Armstrong was born in Hastings in Sussex. His father was a clergyman and Armstrong was educated at St. Paul's School in London. He studied law at St. John's College, Oxford, but switched to art and became a student at St John's Wood Art School throughout 1913 and 1914. Armstrong served with some distinction in the Royal Field Artillery in Salonika during World War One before returning briefly to complete his studies at St John's Wood Art School. After a period of some economic hardship, Armstrong began to build a career as a theatre designer in London and to gain a client base for his artworks. He received a commission to decorate a room in the Portman Square home of the art collector Samuel Courtauld, and also painted a frieze for the ballroom at 1 Kensington Palace Gardens.

Armstrong held his first solo exhibition in 1928 at the Leicester Galleries in London. In 1933 he joined Unit One and displayed a set of semi-abstract paintings at their one, extended, exhibition. Throughout the 1930s Armstrong continued to work as a designer as he also continued to develop his art. He produced a number of remarkable posters for Shell and also produced four posters for the General Post Office. Armstrong designed a number of book covers for the Hogarth Press, including for William Plomer's Sado published in 1931. He worked on the first production of the ballet Façade and on a number of Alexander Korda's film productions, designing costumes for The Private Life of Henry VIII, Rembrandt and I Claudius. In 1938 Armstrong held an exhibition at the Lefevre Gallery which featured Surrealist works set in English landscapes such as Dreaming Head. Pro Patria, also from 1938, is Armstrong's comment on the Spanish Civil War.

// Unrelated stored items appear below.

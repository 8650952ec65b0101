//! Utility modules for command plumbing

pub mod logging;
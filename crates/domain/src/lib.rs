//! # AccountDesk Domain
//!
//! Business domain types and models for AccountDesk.
//!
//! This crate contains:
//! - Profile record, form input and cached-form projections
//! - Session and notification types
//! - Domain error types and Result definitions
//! - Configuration structures and constants
//! - Form field validation rules
//!
//! ## Architecture
//! - No dependencies on other AccountDesk crates
//! - Only external dependencies allowed
//! - Pure domain models and data structures

pub mod config;
pub mod constants;
pub mod errors;
pub mod macros;
pub mod types;
pub mod validation;

// Re-export commonly used items
pub use config::*;
pub use errors::*;
pub use types::*;
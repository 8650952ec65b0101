//! User-visible notifications

use serde::{Deserialize, Serialize};

#[derive(Debug, Clone, Copy, PartialEq, Eq, Serialize, Deserialize)]
#[serde(rename_all = "lowercase")]
pub enum NoticeLevel {
    Success,
    Error,
}

/// A toast-style message shown to the user
#[derive(Debug, Clone, PartialEq, Eq, Serialize, Deserialize)]
pub struct Notice {
    pub level: NoticeLevel,
    pub message: String,
}

impl Notice {
    pub fn success(message: impl Into<String>) -> Self {
        Self { level: NoticeLevel::Success, message: message.into() }
    }

    pub fn error(message: impl Into<String>) -> Self {
        Self { level: NoticeLevel::Error, message: message.into() }
    }

    pub fn is_error(&self) -> bool {
        self.level == NoticeLevel::Error
    }
}
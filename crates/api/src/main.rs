//! AccountDesk - command-line front end for the account form.

use accountdesk_lib::cli::{self, Cli, CliCommand};
use accountdesk_lib::utils::logging::init_logging;
use accountdesk_lib::{commands, AppContext};
use anyhow::{anyhow, Context};
use clap::Parser;

#[tokio::main]
async fn main() -> anyhow::Result<()> {
    // Initialize logging first so .env loading is visible
    init_logging();

    match dotenvy::dotenv() {
        Ok(path) => tracing::debug!(path = %path.display(), "Loaded .env"),
        Err(e) => tracing::debug!(error = %e, "No .env file loaded"),
    }

    let cli = Cli::parse();

    let ctx = AppContext::new().context("failed to initialise AccountDesk")?;

    match cli.command {
        CliCommand::Submit { form, photo } => {
            let input = cli::load_form(&form, photo.as_deref())?;
            commands::submit_form(&ctx, input).await.map_err(|e| anyhow!(e))?;
        }
        CliCommand::SignIn { email, password } => {
            commands::sign_in(&ctx, &email, &password).await.map_err(|e| anyhow!(e))?;
        }
        CliCommand::SignOut => {
            commands::sign_out(&ctx).await.map_err(|e| anyhow!(e))?;
        }
        CliCommand::ShowForm => print_form(&ctx)?,
    }

    Ok(())
}

#[allow(clippy::print_stdout)]
fn print_form(ctx: &AppContext) -> anyhow::Result<()> {
    match commands::show_form(ctx) {
        Some(form) => println!("{}", serde_json::to_string_pretty(&form)?),
        None => println!("{{}}"),
    }
    Ok(())
}
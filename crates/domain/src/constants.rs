//! Application constants
//!
//! Centralized location for all domain-level constants used throughout the
//! application.

// Device-local storage keys
pub const FORM_CACHE_KEY: &str = "adimis-schema-form-FORMDATA";
pub const AUTH_SESSION_KEY: &str = "accountdesk-auth-token";

// Hosted backend defaults
pub const DEFAULT_PROFILE_TABLE: &str = "Users";
pub const DEFAULT_PHOTO_BUCKET: &str = "Files";
pub const DEFAULT_IMAGE_PATH_PREFIX: &str = "/storage/v1/object/public/Files/";
pub const PHOTO_CACHE_CONTROL_SECS: u32 = 3600;

// HTTP defaults
pub const DEFAULT_HTTP_TIMEOUT_SECS: u64 = 30;
pub const DEFAULT_HTTP_MAX_ATTEMPTS: usize = 1;
pub const DEFAULT_CACHE_PATH: &str = "accountdesk-cache.json";

// Form field bounds
pub const USERNAME_MAX_LEN: usize = 20;
pub const ADDRESS_MIN_LEN: usize = 10;
pub const PASSWORD_MIN_LEN: usize = 8;
pub const PASSWORD_MAX_LEN: usize = 20;
pub const MIN_BIRTH_YEAR: i32 = 1900;
pub const MAX_BIRTH_YEAR: i32 = 2025;

/// User-visible notification texts.
pub mod messages {
    pub const GENERIC_SERVER_ERROR: &str = "Server Error !!! Try again later";
    pub const EMAIL_CHANGE_REJECTED: &str = "Cannot change email !!!";
    pub const PASSWORD_UPDATE_FAILED: &str = "Sorry, cannot update password";
    pub const PROFILE_UPDATE_FAILED: &str = "Sorry, data update not successful !!! Try again later";
    pub const PHOTO_REQUIRED: &str = "Please provide an image for reference";
    pub const INVALID_FORM: &str = "Please provide all the values !!!";
    pub const REGISTRATION_SUCCEEDED: &str =
        "Registration successful !!! Please confirm your email";
    pub const PROFILE_UPDATED: &str = "User data update successful !!!";
    pub const PASSWORD_UPDATED: &str = "Password update successful !!!";
    pub const SIGN_IN_SUCCEEDED: &str = "Sign In !!! successful";
    pub const SIGNED_OUT: &str = "Signed out";
}
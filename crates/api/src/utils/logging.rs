use std::time::Duration;

use accountdesk_core::AccountError;
use accountdesk_domain::{AuthError, ValidationRejection};
use tracing::{info, warn};
use tracing_subscriber::EnvFilter;

/// Install the global `tracing` subscriber.
///
/// The filter comes from `RUST_LOG` and defaults to `info`. Calling this more
/// than once is harmless; later calls leave the first subscriber in place.
pub fn init_logging() {
    let filter = EnvFilter::try_from_default_env().unwrap_or_else(|_| EnvFilter::new("info"));
    let _ = tracing_subscriber::fmt().with_env_filter(filter).with_target(false).try_init();
}

/// Log the outcome of a command execution with structured fields.
///
/// `command` is a stable identifier such as `"account::submit_form"`; never
/// pass user data through it.
#[inline]
pub fn log_command_execution(command: &str, elapsed: Duration, outcome: Result<(), &'static str>) {
    let duration_ms = elapsed.as_millis() as u64;

    match outcome {
        Ok(()) => info!(command, duration_ms, "command_execution_success"),
        Err(error_type) => warn!(command, duration_ms, error_type, "command_execution_failure"),
    }
}

/// Convert an `AccountError` into a stable label suitable for logging.
#[inline]
pub fn error_label(error: &AccountError) -> &'static str {
    match error {
        AccountError::PasswordUpdate(AuthError::RateLimited(_))
        | AccountError::SignIn(AuthError::RateLimited(_)) => "rate_limited",
        AccountError::PasswordUpdate(_) => "password_update",
        AccountError::SignIn(_) => "sign_in",
        AccountError::SignOut(_) => "sign_out",
        AccountError::Upload(_) => "upload",
        AccountError::Insert(_) => "insert",
        AccountError::Update(_) => "update",
        AccountError::Lookup(_) => "lookup",
        AccountError::Rejected(ValidationRejection::EmailChangeNotAllowed) => "email_change",
        AccountError::Rejected(ValidationRejection::PhotoRequired) => "photo_required",
        AccountError::Rejected(ValidationRejection::InvalidFields(_)) => "invalid_fields",
    }
}
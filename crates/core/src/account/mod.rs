//! Account orchestration: sign-up, profile update and sign-in

pub mod errors;
pub mod form_cache;
pub mod ports;
pub mod service;

pub use errors::AccountError;
pub use form_cache::LocalFormCache;
pub use ports::{AuthGateway, KeyValueStore, Notifier, ObjectStoreGateway, RecordStoreGateway};
pub use service::{AccountService, UpsertOutcome};
//! Identity gateway over the `/auth/v1` surface

use accountdesk_core::AuthGateway;
use accountdesk_domain::{AccountRef, AuthError, Session, SessionUser};
use async_trait::async_trait;
use chrono::Utc;
use reqwest::{Method, Response, StatusCode};
use serde::{Deserialize, Serialize};
use tracing::{debug, info, warn};

use super::errors::{auth_transport, Rejection};
use super::session::SessionSlot;
use super::BackendClient;

#[derive(Serialize)]
struct Credentials<'a> {
    email: &'a str,
    password: &'a str,
}

#[derive(Serialize)]
struct PasswordChange<'a> {
    password: &'a str,
}

#[derive(Serialize)]
struct RefreshGrant<'a> {
    refresh_token: &'a str,
}

#[derive(Debug, Deserialize)]
struct UserPayload {
    id: String,
    #[serde(default)]
    email: Option<String>,
}

impl From<UserPayload> for SessionUser {
    fn from(user: UserPayload) -> Self {
        SessionUser { id: user.id, email: user.email }
    }
}

#[derive(Debug, Deserialize)]
struct SessionPayload {
    access_token: String,
    #[serde(default)]
    refresh_token: Option<String>,
    #[serde(default)]
    expires_in: Option<i64>,
    #[serde(default)]
    expires_at: Option<i64>,
    user: UserPayload,
}

impl SessionPayload {
    fn into_session(self, now_unix: i64) -> Session {
        let expires_at = self.expires_at.or_else(|| self.expires_in.map(|secs| now_unix + secs));
        Session {
            access_token: self.access_token,
            refresh_token: self.refresh_token,
            expires_at,
            user: self.user.into(),
        }
    }
}

/// Sign-up answers with a session when the account is usable right away,
/// or with the bare user while email confirmation is pending.
#[derive(Debug, Deserialize)]
#[serde(untagged)]
enum SignUpPayload {
    Session(SessionPayload),
    User(UserPayload),
}

/// `AuthGateway` backed by the hosted identity service.
///
/// Sessions obtained by sign-up or sign-in are written to the shared
/// [`SessionSlot`], which is where the other gateways take their bearer
/// token from.
pub struct HttpAuthGateway {
    client: BackendClient,
}

impl HttpAuthGateway {
    pub fn new(client: BackendClient) -> Self {
        Self { client }
    }

    fn sessions(&self) -> &SessionSlot {
        self.client.sessions()
    }

    fn remember(&self, session: &Session) {
        if let Err(err) = self.sessions().save(session) {
            warn!(error = %err, "failed to persist session");
        }
    }

    fn forget(&self) {
        if let Err(err) = self.sessions().clear() {
            warn!(error = %err, "failed to clear stored session");
        }
    }

    async fn refresh(&self, refresh_token: &str) -> Result<Session, AuthError> {
        let request = self
            .client
            .anonymous_request(Method::POST, "/auth/v1/token")
            .query(&[("grant_type", "refresh_token")])
            .json(&RefreshGrant { refresh_token });
        let response = self.client.send(request).await.map_err(auth_transport)?;
        let payload: SessionPayload = read_success(response).await?;
        Ok(payload.into_session(Utc::now().timestamp()))
    }
}

#[async_trait]
impl AuthGateway for HttpAuthGateway {
    async fn sign_up(&self, email: &str, password: &str) -> Result<AccountRef, AuthError> {
        let request = self
            .client
            .anonymous_request(Method::POST, "/auth/v1/signup")
            .json(&Credentials { email, password });
        let response = self.client.send(request).await.map_err(auth_transport)?;

        match read_success(response).await? {
            SignUpPayload::Session(payload) => {
                let session = payload.into_session(Utc::now().timestamp());
                self.remember(&session);
                info!(user_id = %session.user.id, "account created and signed in");
                Ok(AccountRef {
                    user_id: session.user.id.clone(),
                    email: session.user.email.clone(),
                    session: Some(session),
                })
            }
            SignUpPayload::User(user) => {
                info!(user_id = %user.id, "account created, confirmation pending");
                Ok(AccountRef { user_id: user.id, email: user.email, session: None })
            }
        }
    }

    async fn sign_in(&self, email: &str, password: &str) -> Result<Session, AuthError> {
        let request = self
            .client
            .anonymous_request(Method::POST, "/auth/v1/token")
            .query(&[("grant_type", "password")])
            .json(&Credentials { email, password });
        let response = self.client.send(request).await.map_err(auth_transport)?;

        let payload: SessionPayload = read_success(response).await?;
        let session = payload.into_session(Utc::now().timestamp());
        self.remember(&session);
        info!(user_id = %session.user.id, "signed in");
        Ok(session)
    }

    async fn update_password(&self, new_password: &str) -> Result<(), AuthError> {
        let session = self.current_session().await.ok_or(AuthError::SessionRequired)?;

        let request = self
            .client
            .request_with_token(Method::PUT, "/auth/v1/user", &session.access_token)
            .json(&PasswordChange { password: new_password });
        let response = self.client.send(request).await.map_err(auth_transport)?;

        if !response.status().is_success() {
            return Err(Rejection::from_response(response).await.into_auth_error());
        }
        info!(user_id = %session.user.id, "password changed");
        Ok(())
    }

    async fn current_session(&self) -> Option<Session> {
        let session = self.sessions().load()?;
        if !session.is_expired_at(Utc::now().timestamp()) {
            return Some(session);
        }

        let Some(refresh_token) = session.refresh_token.as_deref() else {
            debug!("stored session expired without refresh token");
            self.forget();
            return None;
        };

        match self.refresh(refresh_token).await {
            Ok(refreshed) => {
                debug!(user_id = %refreshed.user.id, "session refreshed");
                self.remember(&refreshed);
                Some(refreshed)
            }
            Err(err) => {
                warn!(error = %err, "session refresh failed; signing out locally");
                self.forget();
                None
            }
        }
    }

    async fn sign_out(&self) -> Result<(), AuthError> {
        let Some(session) = self.sessions().load() else {
            return Ok(());
        };

        let request =
            self.client.request_with_token(Method::POST, "/auth/v1/logout", &session.access_token);
        let response = self.client.send(request).await.map_err(auth_transport)?;

        let status = response.status();
        // An already invalid token means the server side is signed out too.
        let gone = matches!(
            status,
            StatusCode::UNAUTHORIZED | StatusCode::FORBIDDEN | StatusCode::NOT_FOUND
        );
        if !status.is_success() && !gone {
            return Err(Rejection::from_response(response).await.into_auth_error());
        }

        self.forget();
        info!(user_id = %session.user.id, "signed out");
        Ok(())
    }
}

async fn read_success<T>(response: Response) -> Result<T, AuthError>
where
    T: for<'de> Deserialize<'de>,
{
    if !response.status().is_success() {
        return Err(Rejection::from_response(response).await.into_auth_error());
    }
    response
        .json()
        .await
        .map_err(|err| AuthError::Transport(format!("unexpected auth response: {err}")))
}
//! HTTP transport shared by the backend gateways

pub mod client;

pub use client::{HttpClient, HttpClientBuilder};
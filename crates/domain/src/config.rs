//! Configuration management

use serde::{Deserialize, Serialize};

use crate::constants::{
    DEFAULT_CACHE_PATH, DEFAULT_HTTP_MAX_ATTEMPTS, DEFAULT_HTTP_TIMEOUT_SECS,
    DEFAULT_IMAGE_PATH_PREFIX, DEFAULT_PHOTO_BUCKET, DEFAULT_PROFILE_TABLE,
};

/// Application configuration
#[derive(Debug, Clone, PartialEq, Eq, Serialize, Deserialize)]
pub struct Config {
    pub backend: BackendConfig,
    #[serde(default)]
    pub http: HttpConfig,
    #[serde(default)]
    pub cache: CacheConfig,
}

/// Hosted backend endpoints and credentials
#[derive(Debug, Clone, PartialEq, Eq, Serialize, Deserialize)]
pub struct BackendConfig {
    /// Base URL, e.g. `https://project.example.co`
    pub url: String,
    /// Public API key sent as `apikey` and as the default bearer token
    #[serde(skip_serializing)]
    pub anon_key: String,
    #[serde(default = "default_image_path_prefix")]
    pub image_path_prefix: String,
    #[serde(default = "default_bucket")]
    pub bucket: String,
    #[serde(default = "default_profile_table")]
    pub profile_table: String,
}

impl BackendConfig {
    /// Base that object identifiers are appended to when composing a photo
    /// URL. Plain concatenation, no separator handling.
    pub fn photo_url_base(&self) -> String {
        format!("{}{}", self.url, self.image_path_prefix)
    }
}

/// HTTP transport configuration
#[derive(Debug, Clone, PartialEq, Eq, Serialize, Deserialize)]
pub struct HttpConfig {
    pub timeout_secs: u64,
    /// Total attempts per request (initial try + retries)
    pub max_attempts: usize,
}

impl Default for HttpConfig {
    fn default() -> Self {
        Self { timeout_secs: DEFAULT_HTTP_TIMEOUT_SECS, max_attempts: DEFAULT_HTTP_MAX_ATTEMPTS }
    }
}

/// Device-local storage configuration
#[derive(Debug, Clone, PartialEq, Eq, Serialize, Deserialize)]
pub struct CacheConfig {
    pub path: String,
}

impl Default for CacheConfig {
    fn default() -> Self {
        Self { path: DEFAULT_CACHE_PATH.to_string() }
    }
}

fn default_image_path_prefix() -> String {
    DEFAULT_IMAGE_PATH_PREFIX.to_string()
}

fn default_bucket() -> String {
    DEFAULT_PHOTO_BUCKET.to_string()
}

fn default_profile_table() -> String {
    DEFAULT_PROFILE_TABLE.to_string()
}
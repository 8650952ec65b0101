//! Persisted auth session slot

use std::sync::Arc;

use accountdesk_core::KeyValueStore;
use accountdesk_domain::constants::AUTH_SESSION_KEY;
use accountdesk_domain::{AccountDeskError, Result, Session};
use tracing::warn;

/// The single stored session, shared by every gateway that needs a bearer
/// token.
#[derive(Clone)]
pub struct SessionSlot {
    store: Arc<dyn KeyValueStore>,
}

impl SessionSlot {
    pub fn new(store: Arc<dyn KeyValueStore>) -> Self {
        Self { store }
    }

    /// Stored session, or `None` when the slot is empty or unreadable.
    pub fn load(&self) -> Option<Session> {
        let raw = match self.store.get(AUTH_SESSION_KEY) {
            Ok(Some(raw)) => raw,
            Ok(None) => return None,
            Err(err) => {
                warn!(error = %err, "failed to read stored session");
                return None;
            }
        };

        match serde_json::from_str(&raw) {
            Ok(session) => Some(session),
            Err(err) => {
                warn!(error = %err, "ignoring unreadable stored session");
                None
            }
        }
    }

    pub fn save(&self, session: &Session) -> Result<()> {
        let raw = serde_json::to_string(session)
            .map_err(|e| AccountDeskError::Serialization(format!("session: {e}")))?;
        self.store.set(AUTH_SESSION_KEY, &raw)
    }

    pub fn clear(&self) -> Result<()> {
        self.store.remove(AUTH_SESSION_KEY)
    }

    pub(crate) fn access_token(&self) -> Option<String> {
        self.load().map(|session| session.access_token)
    }
}
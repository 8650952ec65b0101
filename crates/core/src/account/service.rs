//! Account service - sign-up/update orchestration and sign-in
//!
//! `upsert_account` picks one of two branches from the session handed in by
//! the caller:
//!
//! - **update** (session present): email must match the session, then either
//!   a password change or a profile row update, never both
//! - **create** (no session): sign-up, photo upload, row insert
//!
//! Remote calls are strictly sequenced. Every invocation ends in exactly one
//! terminal notification (unless the failure is a silent rate limit) and the
//! form cache is only written after the final remote step succeeds.

use std::sync::Arc;

use accountdesk_domain::constants::messages;
use accountdesk_domain::{CachedForm, DataError, FormInput, Notice, Session, ValidationRejection};
use tracing::{debug, error, info, warn};

use super::errors::AccountError;
use super::form_cache::LocalFormCache;
use super::ports::{AuthGateway, Notifier, ObjectStoreGateway, RecordStoreGateway};

/// Successful end state of an upsert
#[derive(Debug, Clone, PartialEq, Eq)]
pub enum UpsertOutcome {
    /// New account and profile row; cache holds the new projection.
    Created(CachedForm),
    /// Existing row updated; cache holds the new projection.
    ProfileUpdated(CachedForm),
    /// Only the password changed. Profile row and cache untouched.
    PasswordUpdated,
}

impl UpsertOutcome {
    pub fn message(&self) -> &'static str {
        match self {
            Self::Created(_) => messages::REGISTRATION_SUCCEEDED,
            Self::ProfileUpdated(_) => messages::PROFILE_UPDATED,
            Self::PasswordUpdated => messages::PASSWORD_UPDATED,
        }
    }
}

/// Account orchestration service
pub struct AccountService {
    auth: Arc<dyn AuthGateway>,
    objects: Arc<dyn ObjectStoreGateway>,
    records: Arc<dyn RecordStoreGateway>,
    cache: LocalFormCache,
    notifier: Arc<dyn Notifier>,
    photo_url_base: String,
}

impl AccountService {
    /// Create a new account service
    ///
    /// `photo_url_base` is the storage base URL joined with the public image
    /// path; object identifiers are appended to it verbatim.
    pub fn new(
        auth: Arc<dyn AuthGateway>,
        objects: Arc<dyn ObjectStoreGateway>,
        records: Arc<dyn RecordStoreGateway>,
        cache: LocalFormCache,
        notifier: Arc<dyn Notifier>,
        photo_url_base: impl Into<String>,
    ) -> Self {
        Self { auth, objects, records, cache, notifier, photo_url_base: photo_url_base.into() }
    }

    /// Session currently held by the auth gateway. Callers query this right
    /// before `upsert_account` and pass the result in.
    pub async fn current_session(&self) -> Option<Session> {
        self.auth.current_session().await
    }

    /// Create or update the account described by `input`.
    pub async fn upsert_account(
        &self,
        input: FormInput,
        existing_session: Option<&Session>,
    ) -> Result<UpsertOutcome, AccountError> {
        let result = match existing_session {
            Some(session) => self.update_existing(&input, session).await,
            None => self.create_new(&input).await,
        };

        match &result {
            Ok(outcome) => {
                info!(email = %input.email, outcome = outcome_label(outcome), "account upsert finished");
                self.notifier.notify(Notice::success(outcome.message()));
            }
            Err(err) => self.report_failure("account upsert", err),
        }

        result
    }

    /// Sign in and refresh the cached form from the stored profile row.
    pub async fn sign_in(&self, email: &str, password: &str) -> Result<CachedForm, AccountError> {
        let result = self.sign_in_and_load(email, password).await;

        match &result {
            Ok(_) => {
                info!(email, "sign-in finished");
                self.notifier.notify(Notice::success(messages::SIGN_IN_SUCCEEDED));
            }
            Err(err) => self.report_failure("sign-in", err),
        }

        result
    }

    /// Drop the session and the cached form.
    ///
    /// A failed logout keeps both, so the user can retry.
    pub async fn sign_out(&self) -> Result<(), AccountError> {
        let result = self.auth.sign_out().await.map_err(AccountError::SignOut);

        match &result {
            Ok(()) => {
                if let Err(err) = self.cache.clear() {
                    warn!(error = %err, "failed to clear cached form on sign-out");
                }
                info!("sign-out finished");
                self.notifier.notify(Notice::success(messages::SIGNED_OUT));
            }
            Err(err) => self.report_failure("sign-out", err),
        }

        result
    }

    /// Cached form used to pre-fill the form, if any.
    pub fn cached_form(&self) -> Option<CachedForm> {
        match self.cache.load() {
            Ok(form) => form,
            Err(err) => {
                warn!(error = %err, "failed to read cached form");
                None
            }
        }
    }

    /// Email immutability is checked before anything else, so a submission
    /// with a mismatched email is rejected even when it only changes the
    /// password.
    async fn update_existing(
        &self,
        input: &FormInput,
        session: &Session,
    ) -> Result<UpsertOutcome, AccountError> {
        if session.email() != input.email {
            warn!(session_email = %session.email(), requested_email = %input.email, "refusing to change account email");
            return Err(ValidationRejection::EmailChangeNotAllowed.into());
        }

        if !input.password.is_empty() {
            self.auth
                .update_password(&input.password)
                .await
                .map_err(AccountError::PasswordUpdate)?;
            info!(email = %input.email, "password updated");
            return Ok(UpsertOutcome::PasswordUpdated);
        }

        let mut row = input.to_profile_row(None)?;
        self.records.update_by_email(&input.email, &row).await.map_err(AccountError::Update)?;
        debug!(email = %input.email, "profile row updated");

        row.photo_url = self
            .cached_form()
            .filter(|cached| cached.email == input.email)
            .and_then(|cached| cached.photo_url);
        let cached = CachedForm::from_row(&row);
        self.store_cached_form(&cached);

        Ok(UpsertOutcome::ProfileUpdated(cached))
    }

    async fn create_new(&self, input: &FormInput) -> Result<UpsertOutcome, AccountError> {
        let photo = input.photo.as_ref().ok_or(ValidationRejection::PhotoRequired)?;
        let mut row = input.to_profile_row(None)?;

        // A failed sign-up is reported but the remaining steps still run.
        match self.auth.sign_up(&input.email, &input.password).await {
            Ok(account) => {
                debug!(email = %input.email, user_id = %account.user_id, confirmed = account.session.is_some(), "account created");
            }
            Err(err) if err.is_rate_limited() => {
                warn!(error = %err, "sign-up rate limited; continuing");
            }
            Err(err) => {
                error!(error = %err, "sign-up failed; continuing");
                self.notifier.notify(Notice::error(messages::GENERIC_SERVER_ERROR));
            }
        }

        let object_id = self.objects.upload(photo).await.map_err(AccountError::Upload)?;
        row.photo_url = Some(format!("{}{}", self.photo_url_base, object_id));
        debug!(object_id = %object_id, "photo uploaded");

        self.records.insert(&row).await.map_err(AccountError::Insert)?;
        debug!(email = %input.email, "profile row inserted");

        let cached = CachedForm::from_row(&row);
        self.store_cached_form(&cached);

        Ok(UpsertOutcome::Created(cached))
    }

    async fn sign_in_and_load(&self, email: &str, password: &str) -> Result<CachedForm, AccountError> {
        self.auth.sign_in(email, password).await.map_err(AccountError::SignIn)?;

        let row = self
            .records
            .select_by_email(email)
            .await
            .map_err(AccountError::Lookup)?
            .ok_or_else(|| AccountError::Lookup(DataError::NotFound(email.to_string())))?;

        let cached = CachedForm::from_row(&row);
        self.store_cached_form(&cached);
        Ok(cached)
    }

    fn store_cached_form(&self, form: &CachedForm) {
        // The remote write already succeeded; a local cache failure only
        // costs the pre-fill.
        if let Err(err) = self.cache.save(form) {
            error!(error = %err, "failed to write cached form");
        }
    }

    fn report_failure(&self, operation: &str, err: &AccountError) {
        match err.user_message() {
            Some(message) => {
                error!(operation, error = %err, "operation failed");
                self.notifier.notify(Notice::error(message));
            }
            None => warn!(operation, error = %err, "operation rate limited"),
        }
    }
}

fn outcome_label(outcome: &UpsertOutcome) -> &'static str {
    match outcome {
        UpsertOutcome::Created(_) => "created",
        UpsertOutcome::ProfileUpdated(_) => "profile_updated",
        UpsertOutcome::PasswordUpdated => "password_updated",
    }
}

During World War Two, Armstrong worked as an official war artist undertaking short contracts for the War Artists' Advisory Committee, WAAC. In paintings such as The Elms and A Farm in Wales he recorded bomb damage to buildings such as churches and cottages showing broken walls and empty rooms open to the elements. Whilst other artists, including John Piper, praised these works they were criticized by the art critic Eric Newtown in the Sunday Times as being superficial. Several works by Armstrong were included in the WAAC Britain at War exhibition held at the Museum of Modern Art in New York in May 1941.

After the War Armstrong turned away from surrealism and towards the greater use of symbols in his paintings. He produced a series of large symbolic works including The Storm, for the Festival of Britain, The Battle of Propaganda, The Battle of Money and Victory, the last of which imagined the results of a nuclear attack. The painting was shown at the Royal Academy in 1958 and attracted considerable public attention. In 1955 he designed and painted the ceiling of the Council Chamber for the City Hall, Bristol and also created a light-hearted mural, The Fantastic Park, for the Royal Marsden Hospital in Surrey. Battle of the Rocking Horse, 1953, rejects the idea of nobility in warfare by showing clowns fighting amongst themselves with wooden swords.

Armstrong was elected an associate member of the Royal Academy in 1966 and, despite developing Parkinson's disease, he continued to paint and travel until his death in London in 1973. A memorial exhibition for Armstrong was held at the Royal Academy in 1975.